TRANSAKSI TAWARRUQ:
Hukum dan Aplikasinya dalam Sistem Perbankan Syari’ah
Oleh: Muhammad Fadhly Ase, SHI.[1]
Pendahuluan
Seseorang yang akan melakukan kegiatan ekonomi, baik yang bersifat produksi maupun konsumsi, tentunya membutuhkan modal berupa uang. Jika tidak tersedia uang tunai, Islam memberikan jalan keluar dimana pihak yang kekurangan (defisit) dapat meminjam uang dengan prinsip qardh (pinjaman murni tanpa tambahan atau bunga) kepada pihak yang berkelebihan (surplus), tapi akan menjadi masalah ketika tidak seorangpun yang sudi ataupun rela memberikan pinjaman qardh.
Untuk menghindari praktek ribawi dalam mendapatkan uang tunai, sebagian orang melakukan transaksi tawarruq, namun sejumlah ulama masih memperdebatkan kehalalan transaksi model ini.
Sejumlah pihak berpandangan bahwa tawarruq sebagai sebuah kegiatan yang dibuat-buat sehingga unsur ribanya tidak tampak padahal esensinya adalah kegiatan ribawi. Di lain pihak, tawarruq dianggap hal yang diperkenankan dalam Islam sebagai solusi untuk memenuhi kebutuhan uang tunai.[2]

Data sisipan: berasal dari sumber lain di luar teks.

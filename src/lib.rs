#[cfg(feature = "server")]
use actix_cors::Cors;
#[cfg(feature = "server")]
use actix_web::{App, HttpServer, middleware, web};

#[cfg(feature = "server")]
use crate::db::{ConnectionOptions, establish_connection_pool, run_pending_migrations};
#[cfg(feature = "server")]
use crate::models::config::ServerConfig;
#[cfg(feature = "server")]
use crate::repository::DieselRepository;

pub mod db;
pub mod domain;
pub mod dto;
pub mod error_conversions;
#[cfg(feature = "server")]
pub mod forms;
pub mod models;
pub mod pagination;
pub mod repository;
#[cfg(feature = "server")]
pub mod routes;
pub mod schema;
#[cfg(feature = "server")]
pub mod services;

/// Builds and runs the Actix-Web HTTP server using the provided configuration.
#[cfg(feature = "server")]
pub async fn run(server_config: ServerConfig) -> std::io::Result<()> {
    let options = ConnectionOptions {
        busy_timeout: Some(std::time::Duration::from_secs(
            server_config.busy_timeout_secs,
        )),
        max_connections: server_config.max_connections,
        ..ConnectionOptions::default()
    };

    // Establish Diesel connection pool for the SQLite database.
    let pool = establish_connection_pool(&server_config.database_url, options).map_err(|e| {
        std::io::Error::other(format!("Failed to establish database connection: {e}"))
    })?;

    let applied = run_pending_migrations(&pool).map_err(std::io::Error::other)?;
    log::info!("Database ready, {applied} migration(s) applied");

    let repo = DieselRepository::new(pool);

    let bind_address = (server_config.address.clone(), server_config.port);
    log::info!("Listening on {}:{}", bind_address.0, bind_address.1);

    HttpServer::new(move || {
        App::new()
            .wrap(Cors::permissive())
            .wrap(middleware::Compress::default())
            .wrap(middleware::Logger::default())
            .app_data(web::Data::new(repo.clone()))
            .configure(routes::client::configure::<DieselRepository>)
    })
    .bind(bind_address)?
    .run()
    .await
}
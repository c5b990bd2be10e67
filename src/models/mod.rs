//! Database models and runtime configuration.

pub mod client;
#[cfg(feature = "server")]
pub mod config;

Ulama-ulama terdahulu seperti Imam Nawawi dan Hasan bin Ali al-Mawardi tidak membahas konsep tawarruq secara khusus dalam bab tertentu, namun prinsip ini masuk dalam kajian umum mereka tentang bai’u al-inah dan bai’u bistsaman muajjal.
selengkapnya KLIK DISINI
.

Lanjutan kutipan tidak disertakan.